> _TASK GOAL_:
Beginning with the first line below, please restate each line exactly, down to and including the line containing "use trainrig::scheduler::RunningState;".

****************************************

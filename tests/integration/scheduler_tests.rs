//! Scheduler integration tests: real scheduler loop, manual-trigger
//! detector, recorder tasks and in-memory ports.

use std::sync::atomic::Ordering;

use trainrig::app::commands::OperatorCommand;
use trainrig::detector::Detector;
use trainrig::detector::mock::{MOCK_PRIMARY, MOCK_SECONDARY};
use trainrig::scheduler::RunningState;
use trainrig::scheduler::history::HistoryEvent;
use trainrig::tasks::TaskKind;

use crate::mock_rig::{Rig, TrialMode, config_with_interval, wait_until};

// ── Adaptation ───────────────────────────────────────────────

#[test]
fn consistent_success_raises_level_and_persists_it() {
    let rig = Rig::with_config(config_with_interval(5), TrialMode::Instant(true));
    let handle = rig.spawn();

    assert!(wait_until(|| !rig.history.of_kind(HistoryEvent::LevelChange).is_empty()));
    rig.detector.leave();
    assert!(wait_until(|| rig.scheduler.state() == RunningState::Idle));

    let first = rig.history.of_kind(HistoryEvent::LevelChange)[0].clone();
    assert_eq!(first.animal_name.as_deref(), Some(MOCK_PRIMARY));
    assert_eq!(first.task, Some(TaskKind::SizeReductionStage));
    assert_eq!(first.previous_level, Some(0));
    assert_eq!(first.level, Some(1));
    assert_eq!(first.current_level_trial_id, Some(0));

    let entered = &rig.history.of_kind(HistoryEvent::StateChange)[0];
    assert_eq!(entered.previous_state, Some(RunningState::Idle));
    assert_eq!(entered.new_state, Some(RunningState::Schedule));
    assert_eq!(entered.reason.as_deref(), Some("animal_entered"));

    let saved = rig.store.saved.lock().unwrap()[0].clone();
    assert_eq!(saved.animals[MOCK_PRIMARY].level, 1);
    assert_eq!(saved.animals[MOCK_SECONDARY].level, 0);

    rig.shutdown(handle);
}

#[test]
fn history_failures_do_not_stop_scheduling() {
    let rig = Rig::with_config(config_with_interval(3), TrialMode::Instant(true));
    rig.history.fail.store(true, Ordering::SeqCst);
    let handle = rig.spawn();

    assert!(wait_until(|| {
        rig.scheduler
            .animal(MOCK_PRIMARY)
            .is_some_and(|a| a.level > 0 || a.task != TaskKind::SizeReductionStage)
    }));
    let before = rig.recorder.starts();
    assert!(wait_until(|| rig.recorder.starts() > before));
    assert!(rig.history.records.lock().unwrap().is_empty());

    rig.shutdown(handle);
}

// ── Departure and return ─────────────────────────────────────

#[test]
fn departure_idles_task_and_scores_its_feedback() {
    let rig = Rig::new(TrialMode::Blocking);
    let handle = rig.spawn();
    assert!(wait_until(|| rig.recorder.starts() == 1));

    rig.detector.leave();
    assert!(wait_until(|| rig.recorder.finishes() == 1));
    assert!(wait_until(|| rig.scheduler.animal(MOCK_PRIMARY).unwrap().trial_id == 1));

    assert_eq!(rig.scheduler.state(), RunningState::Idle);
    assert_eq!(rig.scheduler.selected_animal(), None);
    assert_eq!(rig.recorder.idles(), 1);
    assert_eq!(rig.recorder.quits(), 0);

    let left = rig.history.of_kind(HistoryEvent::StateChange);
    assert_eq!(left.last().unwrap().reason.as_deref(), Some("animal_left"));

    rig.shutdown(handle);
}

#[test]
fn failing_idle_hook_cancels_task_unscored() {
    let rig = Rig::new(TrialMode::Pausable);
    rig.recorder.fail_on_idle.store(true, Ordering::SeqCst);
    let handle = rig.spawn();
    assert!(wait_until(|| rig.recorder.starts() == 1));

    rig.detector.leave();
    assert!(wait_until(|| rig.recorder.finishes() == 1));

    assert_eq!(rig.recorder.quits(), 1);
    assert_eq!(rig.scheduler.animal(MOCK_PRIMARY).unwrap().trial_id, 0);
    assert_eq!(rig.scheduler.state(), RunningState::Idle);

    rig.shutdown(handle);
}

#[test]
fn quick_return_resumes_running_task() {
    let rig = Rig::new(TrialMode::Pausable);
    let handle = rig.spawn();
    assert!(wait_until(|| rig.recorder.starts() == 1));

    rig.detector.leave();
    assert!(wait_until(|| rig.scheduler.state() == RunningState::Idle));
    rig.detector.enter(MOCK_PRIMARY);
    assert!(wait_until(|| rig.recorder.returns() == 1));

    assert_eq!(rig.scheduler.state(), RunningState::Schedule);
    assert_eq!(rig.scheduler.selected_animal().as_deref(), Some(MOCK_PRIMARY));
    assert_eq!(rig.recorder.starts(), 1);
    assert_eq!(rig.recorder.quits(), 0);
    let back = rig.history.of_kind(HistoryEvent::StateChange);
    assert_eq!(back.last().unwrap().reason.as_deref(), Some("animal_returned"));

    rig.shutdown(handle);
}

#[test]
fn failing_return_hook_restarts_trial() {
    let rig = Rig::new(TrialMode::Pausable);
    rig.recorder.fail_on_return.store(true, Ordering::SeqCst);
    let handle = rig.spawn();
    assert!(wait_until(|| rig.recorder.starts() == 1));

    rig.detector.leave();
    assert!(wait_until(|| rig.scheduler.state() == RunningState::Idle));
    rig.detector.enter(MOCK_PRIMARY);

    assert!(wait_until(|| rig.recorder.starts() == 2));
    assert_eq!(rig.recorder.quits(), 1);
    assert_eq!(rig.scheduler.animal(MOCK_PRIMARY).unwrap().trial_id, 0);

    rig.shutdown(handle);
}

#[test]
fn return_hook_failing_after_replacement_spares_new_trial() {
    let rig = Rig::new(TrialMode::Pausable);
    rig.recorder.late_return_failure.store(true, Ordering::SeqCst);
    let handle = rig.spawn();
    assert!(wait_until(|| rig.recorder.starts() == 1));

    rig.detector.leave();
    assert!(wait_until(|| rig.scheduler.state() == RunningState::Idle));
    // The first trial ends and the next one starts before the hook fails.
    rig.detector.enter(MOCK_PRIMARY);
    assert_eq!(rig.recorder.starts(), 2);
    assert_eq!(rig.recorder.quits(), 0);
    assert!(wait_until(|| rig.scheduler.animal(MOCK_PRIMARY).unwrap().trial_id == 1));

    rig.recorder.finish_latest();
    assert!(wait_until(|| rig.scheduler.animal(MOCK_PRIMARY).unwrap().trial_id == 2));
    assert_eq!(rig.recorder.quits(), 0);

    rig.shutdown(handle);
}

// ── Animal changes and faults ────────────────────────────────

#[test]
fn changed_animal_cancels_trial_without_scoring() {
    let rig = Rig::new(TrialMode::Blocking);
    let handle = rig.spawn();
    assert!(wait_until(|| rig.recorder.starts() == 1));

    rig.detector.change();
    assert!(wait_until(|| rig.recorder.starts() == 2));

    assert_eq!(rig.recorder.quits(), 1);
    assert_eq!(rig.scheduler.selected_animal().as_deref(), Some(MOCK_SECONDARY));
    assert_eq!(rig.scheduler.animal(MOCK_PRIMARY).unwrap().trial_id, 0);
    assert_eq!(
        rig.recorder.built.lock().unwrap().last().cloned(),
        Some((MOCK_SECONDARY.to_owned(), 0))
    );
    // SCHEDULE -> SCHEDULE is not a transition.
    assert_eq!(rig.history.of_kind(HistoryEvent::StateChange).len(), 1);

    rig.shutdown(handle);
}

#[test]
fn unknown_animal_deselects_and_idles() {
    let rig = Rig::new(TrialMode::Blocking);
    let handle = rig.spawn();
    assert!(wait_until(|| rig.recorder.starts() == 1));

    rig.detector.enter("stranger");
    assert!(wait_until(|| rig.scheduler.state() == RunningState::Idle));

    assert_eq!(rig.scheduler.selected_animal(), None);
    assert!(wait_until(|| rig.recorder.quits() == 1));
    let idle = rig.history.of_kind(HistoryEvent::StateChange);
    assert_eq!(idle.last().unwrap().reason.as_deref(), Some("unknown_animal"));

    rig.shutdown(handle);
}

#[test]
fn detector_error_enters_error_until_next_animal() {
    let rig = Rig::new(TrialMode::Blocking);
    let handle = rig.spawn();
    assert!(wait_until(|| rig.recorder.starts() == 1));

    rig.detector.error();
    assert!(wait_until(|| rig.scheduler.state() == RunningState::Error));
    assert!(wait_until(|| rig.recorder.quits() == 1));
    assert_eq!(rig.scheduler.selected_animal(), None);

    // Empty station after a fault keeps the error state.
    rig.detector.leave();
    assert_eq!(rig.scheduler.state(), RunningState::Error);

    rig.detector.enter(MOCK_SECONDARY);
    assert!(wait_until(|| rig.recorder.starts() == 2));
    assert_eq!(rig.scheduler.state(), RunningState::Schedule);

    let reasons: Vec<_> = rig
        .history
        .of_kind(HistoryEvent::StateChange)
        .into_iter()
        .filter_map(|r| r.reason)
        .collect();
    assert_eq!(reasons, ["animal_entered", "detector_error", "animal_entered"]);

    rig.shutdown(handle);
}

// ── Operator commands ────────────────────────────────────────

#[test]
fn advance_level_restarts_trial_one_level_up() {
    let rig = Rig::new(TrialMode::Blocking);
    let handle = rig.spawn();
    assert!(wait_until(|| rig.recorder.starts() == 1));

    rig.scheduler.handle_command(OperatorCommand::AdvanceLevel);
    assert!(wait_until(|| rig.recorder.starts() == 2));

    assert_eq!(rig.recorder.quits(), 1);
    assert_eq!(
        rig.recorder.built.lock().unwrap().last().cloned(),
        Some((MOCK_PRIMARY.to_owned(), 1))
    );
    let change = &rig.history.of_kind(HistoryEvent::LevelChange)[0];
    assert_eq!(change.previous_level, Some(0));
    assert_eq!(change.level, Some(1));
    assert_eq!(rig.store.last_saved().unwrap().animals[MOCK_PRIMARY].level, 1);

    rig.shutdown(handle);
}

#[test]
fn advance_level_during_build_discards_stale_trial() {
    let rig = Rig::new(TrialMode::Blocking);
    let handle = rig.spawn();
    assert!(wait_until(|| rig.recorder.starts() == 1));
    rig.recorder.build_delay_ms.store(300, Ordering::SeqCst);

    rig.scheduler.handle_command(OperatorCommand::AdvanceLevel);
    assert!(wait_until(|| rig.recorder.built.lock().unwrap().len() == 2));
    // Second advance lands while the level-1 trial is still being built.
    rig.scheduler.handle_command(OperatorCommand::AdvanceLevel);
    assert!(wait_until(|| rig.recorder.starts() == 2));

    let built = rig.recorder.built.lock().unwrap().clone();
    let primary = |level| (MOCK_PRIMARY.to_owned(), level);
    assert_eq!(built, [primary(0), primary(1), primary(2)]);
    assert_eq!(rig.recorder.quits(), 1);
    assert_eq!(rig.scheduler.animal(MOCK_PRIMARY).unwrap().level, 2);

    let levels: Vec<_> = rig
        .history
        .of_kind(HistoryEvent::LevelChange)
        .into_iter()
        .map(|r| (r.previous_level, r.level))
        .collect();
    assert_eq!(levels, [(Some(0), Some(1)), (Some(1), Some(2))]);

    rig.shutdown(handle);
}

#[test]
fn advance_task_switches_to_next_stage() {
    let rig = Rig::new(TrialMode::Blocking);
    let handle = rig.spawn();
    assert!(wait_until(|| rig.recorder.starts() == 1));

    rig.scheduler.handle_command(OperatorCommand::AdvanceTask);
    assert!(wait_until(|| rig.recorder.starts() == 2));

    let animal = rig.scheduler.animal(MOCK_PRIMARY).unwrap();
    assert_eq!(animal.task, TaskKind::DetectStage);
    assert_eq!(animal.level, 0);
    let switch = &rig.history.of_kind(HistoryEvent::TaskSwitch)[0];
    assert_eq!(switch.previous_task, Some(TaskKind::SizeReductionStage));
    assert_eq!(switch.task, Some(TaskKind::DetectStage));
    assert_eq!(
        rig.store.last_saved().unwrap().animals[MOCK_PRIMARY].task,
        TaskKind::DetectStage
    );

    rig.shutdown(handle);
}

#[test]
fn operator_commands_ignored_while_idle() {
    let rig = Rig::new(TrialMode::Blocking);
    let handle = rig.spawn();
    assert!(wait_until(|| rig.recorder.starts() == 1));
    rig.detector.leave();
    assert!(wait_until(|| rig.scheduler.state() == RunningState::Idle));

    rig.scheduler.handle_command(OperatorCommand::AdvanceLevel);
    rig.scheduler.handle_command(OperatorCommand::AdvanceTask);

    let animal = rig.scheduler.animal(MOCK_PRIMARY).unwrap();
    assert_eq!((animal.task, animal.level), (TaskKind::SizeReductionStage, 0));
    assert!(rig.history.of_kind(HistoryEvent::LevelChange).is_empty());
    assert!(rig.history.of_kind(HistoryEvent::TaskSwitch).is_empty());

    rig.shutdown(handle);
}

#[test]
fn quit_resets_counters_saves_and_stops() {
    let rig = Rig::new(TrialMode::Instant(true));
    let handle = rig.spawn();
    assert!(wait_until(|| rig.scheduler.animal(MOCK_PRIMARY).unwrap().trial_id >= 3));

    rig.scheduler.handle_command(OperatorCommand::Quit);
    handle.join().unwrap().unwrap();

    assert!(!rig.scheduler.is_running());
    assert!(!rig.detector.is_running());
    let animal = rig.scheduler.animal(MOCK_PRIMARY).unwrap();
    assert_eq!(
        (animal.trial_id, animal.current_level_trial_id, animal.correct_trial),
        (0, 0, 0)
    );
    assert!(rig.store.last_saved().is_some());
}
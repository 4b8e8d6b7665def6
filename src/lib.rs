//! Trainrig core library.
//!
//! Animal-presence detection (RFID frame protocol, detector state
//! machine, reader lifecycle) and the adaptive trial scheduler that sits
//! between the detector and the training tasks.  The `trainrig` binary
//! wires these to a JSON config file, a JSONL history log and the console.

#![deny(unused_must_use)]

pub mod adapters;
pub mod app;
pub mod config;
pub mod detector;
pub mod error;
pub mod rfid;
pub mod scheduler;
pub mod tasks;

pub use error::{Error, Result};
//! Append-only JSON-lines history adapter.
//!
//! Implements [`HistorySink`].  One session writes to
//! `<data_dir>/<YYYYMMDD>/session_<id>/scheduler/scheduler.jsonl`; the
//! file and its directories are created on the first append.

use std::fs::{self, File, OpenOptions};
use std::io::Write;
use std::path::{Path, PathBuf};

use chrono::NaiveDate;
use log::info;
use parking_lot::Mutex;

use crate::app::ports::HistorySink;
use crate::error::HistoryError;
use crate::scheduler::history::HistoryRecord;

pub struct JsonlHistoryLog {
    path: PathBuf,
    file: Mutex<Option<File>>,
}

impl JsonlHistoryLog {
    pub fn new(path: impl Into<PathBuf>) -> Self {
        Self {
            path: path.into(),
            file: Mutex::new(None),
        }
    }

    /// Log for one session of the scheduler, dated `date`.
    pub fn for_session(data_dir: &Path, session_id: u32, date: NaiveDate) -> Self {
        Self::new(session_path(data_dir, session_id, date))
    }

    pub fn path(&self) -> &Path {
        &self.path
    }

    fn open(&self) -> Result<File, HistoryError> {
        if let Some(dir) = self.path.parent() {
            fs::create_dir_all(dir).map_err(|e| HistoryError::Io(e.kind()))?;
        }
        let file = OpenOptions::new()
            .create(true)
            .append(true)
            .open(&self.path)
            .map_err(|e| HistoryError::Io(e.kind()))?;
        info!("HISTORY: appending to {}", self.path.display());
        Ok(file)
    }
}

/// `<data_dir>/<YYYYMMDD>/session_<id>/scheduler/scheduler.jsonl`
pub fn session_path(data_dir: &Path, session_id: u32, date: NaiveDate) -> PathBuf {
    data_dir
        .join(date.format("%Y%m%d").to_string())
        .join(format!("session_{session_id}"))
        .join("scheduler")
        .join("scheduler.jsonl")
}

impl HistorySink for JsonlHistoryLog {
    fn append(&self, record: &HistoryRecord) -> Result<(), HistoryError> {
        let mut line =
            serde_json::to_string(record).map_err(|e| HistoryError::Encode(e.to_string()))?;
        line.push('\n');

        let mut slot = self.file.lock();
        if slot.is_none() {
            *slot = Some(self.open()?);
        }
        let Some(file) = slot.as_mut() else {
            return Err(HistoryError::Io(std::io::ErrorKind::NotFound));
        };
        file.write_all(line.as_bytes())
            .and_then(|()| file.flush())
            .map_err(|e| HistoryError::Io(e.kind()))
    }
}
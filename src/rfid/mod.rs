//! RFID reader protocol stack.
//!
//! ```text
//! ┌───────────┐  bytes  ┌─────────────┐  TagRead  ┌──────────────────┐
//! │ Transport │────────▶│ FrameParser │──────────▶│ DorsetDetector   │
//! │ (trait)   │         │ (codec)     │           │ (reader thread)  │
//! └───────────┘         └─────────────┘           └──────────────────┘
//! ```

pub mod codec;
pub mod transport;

****************************************

> _WRITTEN SOLUTION_:
filename tests/integration/scheduler_tests.rs
//! Scheduler integration tests: real scheduler loop, manual-trigger
//! detector, recorder tasks and in-memory ports.

use std::sync::atomic::Ordering;

use trainrig::app::commands::OperatorCommand;
use trainrig::detector::Detector;
use trainrig::detector::mock::{MOCK_PRIMARY, MOCK_SECONDARY};
use trainrig::scheduler::RunningState;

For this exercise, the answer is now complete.